IACMR Research Seminar Series Session #23
Topic: Assessing the Social Impact of Corporations: Evidence from Management Control Interventions in the Supply Chain to Increase Worker Wages
Speaker: Greg Distelhorst , University of Toronto
When: 9:00-10:15am, April 20, 2022 (China Time, UTC+8)
Registration link: https://www.xcdsystem.com/iacmr/forms/index.cfm?ID=7gJBS4b
Do corporate social responsibility programs in global supply chains produce measurable social impacts? This study examines an attempt by a large multinational garment retailer to increase wages at its suppliers’ factories via management control interventions focusing on worker-management dialogue around wage issues and changing remuneration structures. Difference-in-differences estimates based on eight years of data from over 1,800 factories in nine developing countries show that the interventions were associated with an average wage increase of approximately 5 percent over the three years following their implementation. The wage gains were many times greater than simply transferring the financial resources invested by the buyer directly to affected workers. Further analyses shed light on contextual factors associated with the effectiveness of the wage interventions, including the presence of trade unions and assessments of supplier quality. These findings have implications for the design of management control interventions for social impact in global supply chains.

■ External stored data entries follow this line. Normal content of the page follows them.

/*
generator.rs

Copyright 2026 The Amazeing Authors

This file is part of Amazeing.

Amazeing is free software: you can redistribute it and/or modify it under the
terms of the GNU General Public License as published by the Free Software
Foundation, either version 3 of the License, or (at your option) any later
version.

Amazeing is distributed in the hope that it will be useful, but WITHOUT ANY
WARRANTY; without even the implied warranty of MERCHANTABILITY or FITNESS FOR
A PARTICULAR PURPOSE. See the GNU General Public License for more details.

You should have received a copy of the GNU General Public License along with
Amazeing. If not, see <https://www.gnu.org/licenses/>.

SPDX-License-Identifier: GPL-3.0-or-later
*/

//! Algorithm selection and the configuration-driven generation pipeline.

use log::info;
use strum_macros::Display;

use super::carver::{Carver, run_rng};
use super::dfs::DfsBacktracker;
use super::grid::Grid;
use super::growing_tree::GrowingTree;
use super::imperfect::make_imperfect;
use crate::config::{Config, ConfigError};

/// The supported carving algorithms.
#[derive(Display, Debug, Clone, Copy, PartialEq, Eq, Default)]
pub enum Algorithm {
    /// Depth-first iterative backtracker, the default.
    #[default]
    #[strum(serialize = "DFS")]
    Dfs,

    /// Randomized growing-tree variant.
    #[strum(serialize = "Prim")]
    Prim,
}

impl Algorithm {
    /// Resolve an algorithm identifier.
    ///
    /// The match is case-sensitive; unrecognized names are rejected rather
    /// than silently replaced with the default.
    ///
    /// # Errors
    ///
    /// Returns [`ConfigError::UnknownAlgorithm`] naming the rejected
    /// identifier.
    pub fn from_name(name: &str) -> Result<Self, ConfigError> {
        match name {
            "DFS" => Ok(Algorithm::Dfs),
            "Prim" => Ok(Algorithm::Prim),
            _ => Err(ConfigError::UnknownAlgorithm(name.to_string())),
        }
    }
}

/// Carve a maze into the grid with the given algorithm.
///
/// # Errors
///
/// Fails when the grid entry is not a valid start cell.
pub fn carve(grid: &mut Grid, algorithm: Algorithm, seed: Option<u64>) -> Result<(), ConfigError> {
    info!(
        "carving a {}x{} maze with the {algorithm} algorithm",
        grid.width, grid.height
    );
    let mut rng = run_rng(seed);
    let carver: &dyn Carver = match algorithm {
        Algorithm::Dfs => &DfsBacktracker,
        Algorithm::Prim => &GrowingTree,
    };
    carver.carve(grid, &mut rng)
}

/// Carve a maze, resolving the algorithm by name.
///
/// # Errors
///
/// Fails on an unknown algorithm name, leaving the grid untouched, or when
/// the grid entry is not a valid start cell.
pub fn carve_named(grid: &mut Grid, name: &str, seed: Option<u64>) -> Result<(), ConfigError> {
    carve(grid, Algorithm::from_name(name)?, seed)
}

/// Build, carve, and optionally roughen a maze from a parsed configuration.
///
/// # Errors
///
/// Propagates the construction and carving errors.
pub fn generate_maze(config: &Config) -> Result<Grid, ConfigError> {
    let mut grid = Grid::new(config.width, config.height, config.entry, config.exit)?;
    carve(&mut grid, config.algorithm, config.seed)?;
    if !config.perfect {
        make_imperfect(&mut grid, config.rate, config.seed);
    }
    Ok(grid)
}
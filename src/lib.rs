/*
lib.rs

Copyright 2026 The Amazeing Authors

This file is part of Amazeing.

Amazeing is free software: you can redistribute it and/or modify it under the
terms of the GNU General Public License as published by the Free Software
Foundation, either version 3 of the License, or (at your option) any later
version.

Amazeing is distributed in the hope that it will be useful, but WITHOUT ANY
WARRANTY; without even the implied warranty of MERCHANTABILITY or FITNESS FOR
A PARTICULAR PURPOSE. See the GNU General Public License for more details.

You should have received a copy of the GNU General Public License along with
Amazeing. If not, see <https://www.gnu.org/licenses/>.

SPDX-License-Identifier: GPL-3.0-or-later
*/

//! Amazeing generates rectangular maze puzzles around a fixed obstacle
//! region, carves them with a selectable randomized algorithm, solves them,
//! and persists the result as a compact text file.

pub mod cli_options;
pub mod config;
pub mod maze;
pub mod render;
pub mod writer;

pub use config::{Config, ConfigError};
pub use maze::cell::{Cell, Direction, Pos};
pub use maze::generator::{Algorithm, carve, carve_named, generate_maze};
pub use maze::grid::Grid;
pub use maze::imperfect::{DEFAULT_RATE, make_imperfect};
pub use maze::solver::{Path, solve};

Greg Distelhorst is an Associate Professor at the University of Toronto, appointed at the Centre for Industrial Relations and Human Resources and the Rotman School of Management. His research focuses on multinational business, the social impact of corporations, and worker rights, as well as politics and policy in contemporary China. It appears in peer-reviewed social science journals including the American Journal of Political Science, Management Science, Organization Science, Industrial and Labor Relations Review, The Journal of Politics, Perspectives on Politics, Comparative Political Studies, and the Quarterly Journal of Political Science. He was previously a professor at the MIT Sloan School of Management and at Saïd Business School, University of Oxford. He holds a BA in Cognitive Science from Yale University and a PhD in Political Science from the Massachusetts Institute of Technology.